■ Work order ■
Set down every entry again, exactly as it appears.
_____
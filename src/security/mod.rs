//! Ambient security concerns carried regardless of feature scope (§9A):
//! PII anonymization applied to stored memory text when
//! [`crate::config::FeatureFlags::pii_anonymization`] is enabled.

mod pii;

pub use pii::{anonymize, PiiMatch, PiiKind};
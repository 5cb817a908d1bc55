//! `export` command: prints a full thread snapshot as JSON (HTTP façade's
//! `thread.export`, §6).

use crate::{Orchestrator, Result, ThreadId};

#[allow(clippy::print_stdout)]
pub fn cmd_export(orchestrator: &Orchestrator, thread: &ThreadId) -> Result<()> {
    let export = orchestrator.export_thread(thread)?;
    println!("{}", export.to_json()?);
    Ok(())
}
_____
■ Result of this exercise ■
filename src/security/mod.rs
//! Ambient security concerns carried regardless of feature scope (§9A):
//! PII anonymization applied to stored memory text when
//! [`crate::config::FeatureFlags::pii_anonymization`] is enabled.

mod pii;

pub use pii::{anonymize, PiiMatch, PiiKind};
repository 5cb817a908d1bc55
//! `export` command: prints a full thread snapshot as JSON (HTTP façade's
//! `thread.export`, §6).

use crate::{Orchestrator, Result, ThreadId};

#[allow(clippy::print_stdout)]
pub fn cmd_export(orchestrator: &Orchestrator, thread: &ThreadId) -> Result<()> {
    let export = orchestrator.export_thread(thread)?;
    println!("{}", export.to_json()?);
    Ok(())
}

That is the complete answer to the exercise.